Criticising those who claim to be offended on behalf of others (which he dismissed as “bullshit” and “patronising”), Carr said it was OK to offend people sometimes. “The Daily Mail is f*cking brilliant at being outraged…but being offended [by something] isn’t that bad. It’s just a fancy way of saying ‘I don’t like it’, he said.

“There is no universal comedy audience – there’s an audience for Frankie Boyle’s humour, or for Mrs Brown’s boys – they both make people laugh,” he added. Likening people’s sense of humour to their sexuality, he said that people have no choice over what makes them laugh: “If you tell a very edgy joke, people will laugh and then put their hand up to their mouth. The laughter is a reflex, then your brain kicks in and says, ‘what the f*ck are you doing?'”

Asked by Sutherland whether this meant he adopted an anything goes approach to humour, Carr said “you either believe in free speech or you don’t” and said it was best to let audiences decide what is funny.

“Advertising suffers from too much analysis – too many people saying ‘they wont get that’…but audiences can decide what’s funny and what isn’t. If you go too far [at a gig] you’ll get silence, but if you get it right, they will laugh,” he said.

As Sutherland pointed out, this is a huge risk to take in advertising, as just one controversial comment or tweet can have disastrous and lasting consequences for agencies, individuals or clients (Jon Ronson’s new book, So You’ve Been Publicly Shamed, provides some terrifying examples of people whose careers and lives have been ruined after ill-judged posts on social media). “More or less anything interesting you have to say will offend someone. Everyone’s scared of it..If you tweet something controversial, you’ll see a lot more favourites than retweets,” he said.

Carr conceded that as a comedian, he has a lot more freedom to push the boundaries of humour – “I could get away with something funny on Twitter that you couldn’t [get away with] because I’m a comedian. I could make a joke about a bomb at an airport, and it’d be fine, but you’d probably go to jail,” he said – but added that humour can be an important tool in dissipating conflict, building relationships and giving brands a bit of personality. Citing the phrase “a joke is the shortest distance between two people”, he said “it makes the world a friendlier place…the intent of all jokes is the same…’I want you to like me’.”

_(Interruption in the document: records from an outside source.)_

impl RoomInner {
    fn notify(&self, notice: RoomNotice) {
        let _ = self.notices.send(notice);
    }

    async fn abort_connect(&self, epoch: u64, error: Error) -> Error {
        let core = self.core.lock().await;
        if core.epoch == epoch {
            warn!("Could not join room: {}", error);
            self.state.send_modify(|s| {
                s.status = RoomStatus::Disconnected;
                s.room_id = None;
            });
        }
        error
    }

    /// Release everything bound to the room and publish `status`.
    ///
    /// Returns the driver handle; callers other than the driver abort it.
    async fn shutdown(&self) {
        let mut core = self.core.lock().await;
        if core.link.is_none() {
            core.local.release();
            return;
        }
        if let Some(driver) = self.teardown(&mut core, RoomStatus::Left, None, true).await {
            driver.abort();
        }
        info!("Left room on drop");
    }

    async fn teardown(
        &self,
        core: &mut RoomCore,
        status: RoomStatus,
        reason: Option<String>,
        notify_hub: bool,
    ) -> Option<JoinHandle<()>> {
        core.epoch += 1;

        let driver = match core.link.take() {
            Some(link) => {
                if notify_hub {
                    if let Err(e) = link
                        .channel
                        .invoke(HubRequest::LeaveRoom {
                            room_id: link.room_id.clone(),
                        })
                        .await
                    {
                        warn!("Could not notify hub of leave: {}", e);
                    }
                }
                link.peers.close_all().await;
                link.peers.clear_local_stream();
                link.channel.disconnect().await;
                Some(link.driver)
            }
            None => None,
        };

        let stopped = core.local.release();
        debug!("Room torn down ({:?}), stopped {} tracks", status, stopped);

        self.state.send_modify(|s| {
            s.status = status;
            s.participants.clear();
            s.local_stream = None;
            s.mic_enabled = false;
            s.camera_enabled = false;
            s.hand_raised = false;
            s.is_host = false;
            s.signaling = SignalingHealth::Offline;
            s.end_reason = reason;
        });
        driver
    }

    fn mark_active(&self) {
        self.state.send_if_modified(|s| {
            if s.status == RoomStatus::Connected {
                s.status = RoomStatus::Active;
                true
            } else {
                false
            }
        });
    }

    /// Add a participant first seen through signaling
    fn ensure_participant(&self, peer_id: &PeerId, name: Option<&str>, role: ParticipantRole) {
        let mut added = None;
        self.state.send_if_modified(|s| {
            if s.participants.contains_key(peer_id) {
                return false;
            }
            let mut participant =
                Participant::new(peer_id.clone(), self.collab.display_name(peer_id, name), role);
            participant.avatar_url = self.collab.avatar_url(peer_id);
            added = Some(participant.display_name.clone());
            s.participants.insert(peer_id.clone(), participant);
            true
        });
        if let Some(display_name) = added {
            self.notify(RoomNotice::ParticipantJoined {
                peer_id: peer_id.clone(),
                display_name,
            });
        }
    }

    /// Remove a participant whose negotiation failed; its entry is already gone
    fn drop_participant(&self, peer_id: &PeerId, reason: String) {
        warn!("Dropping participant {}: {}", peer_id, reason);
        self.state.send_modify(|s| {
            s.participants.remove(peer_id);
        });
        self.notify(RoomNotice::PeerFailed {
            peer_id: peer_id.clone(),
            reason,
        });
    }

    async fn toggle_media(&self, kind: TrackKind) -> Option<bool> {
        let mut core = self.core.lock().await;
        let enabled = core.local.toggle(kind)?;
        let (mic, camera) = (core.local.audio_enabled, core.local.video_enabled);
        self.state.send_modify(|s| {
            s.mic_enabled = mic;
            s.camera_enabled = camera;
        });
        if let Some(link) = core.link.as_ref() {
            link.outbox.send(HubRequest::MediaState {
                room_id: link.room_id.clone(),
                is_muted: !mic,
                is_camera_off: !camera,
            });
        }
        Some(enabled)
    }

    /// Returns `false` once the driver should stop
    async fn on_channel_event(&self, epoch: u64, event: ChannelEvent) -> bool {
        let mut core = self.core.lock().await;
        if core.epoch != epoch || core.link.is_none() {
            return false;
        }

        match event {
            ChannelEvent::Hub(event) => self.on_hub_event(&mut core, event).await,
            ChannelEvent::Reconnecting { attempt } => {
                info!("Signaling reconnecting (attempt {})", attempt);
                self.state
                    .send_modify(|s| s.signaling = SignalingHealth::Reconnecting);
                if attempt == 1 {
                    self.notify(RoomNotice::SignalingDegraded);
                }
                true
            }
            ChannelEvent::Reconnected => {
                self.state
                    .send_modify(|s| s.signaling = SignalingHealth::Online);
                self.notify(RoomNotice::SignalingRestored);
                true
            }
            ChannelEvent::Closed { reason } => {
                let reason = Some(format!("Signaling connection lost: {}", reason));
                self.teardown(&mut core, RoomStatus::Ended, reason.clone(), false)
                    .await;
                self.notify(RoomNotice::RoomEnded { reason });
                false
            }
        }
    }

    async fn on_hub_event(&self, core: &mut RoomCore, event: HubEvent) -> bool {
        if let HubEvent::RoomEnded { reason } = event {
            info!("Room ended: {:?}", reason);
            self.teardown(core, RoomStatus::Ended, reason.clone(), false)
                .await;
            self.notify(RoomNotice::RoomEnded { reason });
            return false;
        }

        let Some(link) = core.link.as_ref() else {
            return false;
        };

        match event {
            HubEvent::RoleAssigned { peer_id, role } => {
                if peer_id == link.self_id {
                    let is_host = role == ParticipantRole::Host;
                    let changed = self.state.send_if_modified(|s| {
                        let changed = s.is_host != is_host;
                        s.is_host = is_host;
                        changed
                    });
                    if changed {
                        info!("Own role is now {:?}", role);
                        self.notify(RoomNotice::RoleChanged { is_host });
                    }
                } else {
                    self.state.send_if_modified(|s| match s.participants.get_mut(&peer_id) {
                        Some(p) if p.role != role => {
                            p.role = role;
                            true
                        }
                        _ => false,
                    });
                }
            }

            HubEvent::UserJoined {
                peer_id,
                display_name,
                role,
            } => {
                if peer_id != link.self_id {
                    info!("{} joined the room", peer_id);
                    self.ensure_participant(&peer_id, Some(&display_name), role);
                }
            }

            HubEvent::UserLeft { peer_id } => {
                // One snapshot drops the participant before its connection closes
                let removed = self.state.send_if_modified(|s| s.participants.remove(&peer_id).is_some());
                link.peers.close_peer_connection(&peer_id).await;
                if removed {
                    info!("{} left the room", peer_id);
                    self.notify(RoomNotice::ParticipantLeft { peer_id });
                }
            }

            HubEvent::OfferReceived { from, sdp } => {
                if from == link.self_id {
                    return true;
                }
                self.ensure_participant(&from, None, ParticipantRole::Participant);

                if link.peers.is_awaiting_answer(&from).await {
                    // Both sides offered: the smaller id's offer wins
                    if link.self_id < from {
                        info!("Glare with {}: keeping our offer", from);
                        return true;
                    }
                    info!("Glare with {}: answering their offer", from);
                    link.peers.discard_local_offer(&from).await;
                }

                match link.peers.handle_offer(&from, sdp).await {
                    Ok(answer) => {
                        link.outbox.send(HubRequest::SendAnswer {
                            to: from,
                            sdp: answer,
                        });
                        self.mark_active();
                    }
                    Err(e) => self.drop_participant(&from, e.to_string()),
                }
            }

            HubEvent::AnswerReceived { from, sdp } => {
                match link.peers.handle_answer(&from, sdp).await {
                    Ok(()) => self.mark_active(),
                    Err(e) => self.drop_participant(&from, e.to_string()),
                }
            }

            HubEvent::IceCandidateReceived { from, candidate } => {
                if let Err(e) = link.peers.add_ice_candidate(&from, candidate).await {
                    warn!("Remote ICE candidate from {} rejected: {}", from, e);
                }
            }

            HubEvent::ParticipantMediaChanged {
                peer_id,
                is_muted,
                is_camera_off,
            } => {
                self.state.send_if_modified(|s| match s.participants.get_mut(&peer_id) {
                    Some(p) => {
                        p.is_muted = is_muted;
                        p.is_camera_off = is_camera_off;
                        true
                    }
                    None => false,
                });
            }

            HubEvent::HandChanged { peer_id, raised } => {
                if peer_id == link.self_id {
                    self.state.send_modify(|s| s.hand_raised = raised);
                } else {
                    self.state.send_if_modified(|s| match s.participants.get_mut(&peer_id) {
                        Some(p) => {
                            p.is_hand_raised = raised;
                            true
                        }
                        None => false,
                    });
                }
            }

            other => debug!("Room session ignoring {:?}", other),
        }
        true
    }

    async fn on_peer_signal(&self, epoch: u64, signal: PeerSignal) -> bool {
        let core = self.core.lock().await;
        if core.epoch != epoch {
            return false;
        }
        let Some(link) = core.link.as_ref() else {
            return false;
        };

        match signal {
            PeerSignal::LocalCandidate(peer_id, candidate) => {
                link.outbox.send(HubRequest::SendIceCandidate {
                    to: peer_id,
                    candidate,
                });
            }
            PeerSignal::RemoteStream(peer_id, stream) => {
                let attached = self.state.send_if_modified(|s| match s.participants.get_mut(&peer_id) {
                    Some(p) => {
                        p.remote_stream = Some(stream);
                        true
                    }
                    None => false,
                });
                if !attached {
                    debug!("Stream from unknown participant {}", peer_id);
                }
            }
            PeerSignal::State(peer_id, state) => {
                self.state.send_if_modified(|s| match s.participants.get_mut(&peer_id) {
                    Some(p) => {
                        p.connection = Some(state);
                        if state == ConnectionState::Failed {
                            p.remote_stream = None;
                        }
                        true
                    }
                    None => false,
                });
                if state == ConnectionState::Failed {
                    link.peers.close_peer_connection(&peer_id).await;
                    self.notify(RoomNotice::PeerFailed {
                        peer_id,
                        reason: "Peer connection failed".to_string(),
                    });
                }
            }
        }
        true
    }
}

Speaking about the tone of voice adopted by brands like Apple, Carr said he found it odd that there isn’t more humour in global branding. “It’s all very anodyne, theres no personality,” he said. He also questioned why there isn’t more humour in ads for mobile companies, many of which instead opt to target ‘yout culture’ instead, and why there are considerably less ads featuring comedians, or ‘uniquely British humour’ than there used to be. “I’m not touting for work, but I’m always surprised agencies don’t bring in comedians to write lines,” he added.

For ads that are made with the intent of being shown over a long period of time, Carr admitted that many agencies were understandably reluctant to rely on one-liners, fearing that audiences will quickly tire of them once the element of surprise is removed, but said this didn’t have to be the case. Citing an example of P&O’s recent spots starring Rob Brydon, he said if done right, they could continue to be enjoyable for audiences even when they know what is coming.

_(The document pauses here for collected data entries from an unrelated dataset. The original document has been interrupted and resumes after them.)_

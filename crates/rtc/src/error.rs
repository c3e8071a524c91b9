//! Error types for call and room coordination

/// Result type alias using the crate [`Error`]
pub type Result<T> = std::result::Result<T, Error>;

/// Errors that can occur while coordinating calls and rooms
#[derive(Debug, thiserror::Error)]
pub enum Error {
    /// An action needs a live signaling channel but none is available
    #[error("Signaling channel not connected: {0}")]
    NotConnected(String),

    /// Camera or microphone could not be acquired
    #[error("Media acquisition failed: {0}")]
    MediaAcquisition(String),

    /// Offer/answer/ICE application failed for a peer
    #[error("Negotiation with peer {peer_id} failed: {reason}")]
    Negotiation {
        /// Peer whose connection failed to negotiate
        peer_id: String,
        /// Transport-level reason
        reason: String,
    },

    /// Signaling handshake failed
    #[error("Signaling connection failed: {0}")]
    Connection(String),

    /// The hub answered a request with an error
    #[error("Signaling error {code}: {message}")]
    Signaling {
        /// JSON-RPC error code
        code: i32,
        /// Message sent by the hub
        message: String,
    },

    /// Invalid configuration parameter
    #[error("Invalid configuration: {0}")]
    InvalidConfig(String),

    /// Action not allowed from the current call/room state
    #[error("Invalid state: {0}")]
    InvalidState(String),

    /// Serialization/deserialization error
    #[error("Serialization error: {0}")]
    Serialization(String),

    /// Operation timeout
    #[error("Operation timeout: {0}")]
    Timeout(String),

    /// WebRTC library error
    #[error("WebRTC error: {0}")]
    WebRtc(String),

    /// I/O error
    #[error("I/O error: {0}")]
    Io(#[from] std::io::Error),

    /// Any other error
    #[error(transparent)]
    Other(#[from] anyhow::Error),
}

impl Error {
    /// Build a negotiation error for `peer_id`
    pub fn negotiation(peer_id: impl ToString, reason: impl ToString) -> Self {
        Error::Negotiation {
            peer_id: peer_id.to_string(),
            reason: reason.to_string(),
        }
    }
}

impl From<serde_json::Error> for Error {
    fn from(e: serde_json::Error) -> Self {
        Error::Serialization(e.to_string())
    }
}

impl From<webrtc::Error> for Error {
    fn from(e: webrtc::Error) -> Self {
        Error::WebRtc(e.to_string())
    }
}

Sutherland agreed with several of Carr’s points, adding that he felt there was little wit in press ads today, and that he felt the industry is becoming too preoccupied with being “earnest and worthy”.

Of course, as a comedian known for making dark and often controversial jokes, Carr enjoys a great deal more comedic license than any brand or agency, but he made some thought-provoking points about the industry and a growing culture of fear when it comes to using humour.

Jokes aren’t always appropriate, and Carr wasn’t advocating stoking controversy for no good reason, but instead warning that by trying to please everyone all of the time, we might risk losing the sense of humour that Britain has long prided itself on – and has become known for around the world.

“People get British humour,” he said, adding that: “[In Britain], saying someone can’t take a joke is pretty much the worst thing you can say about them.”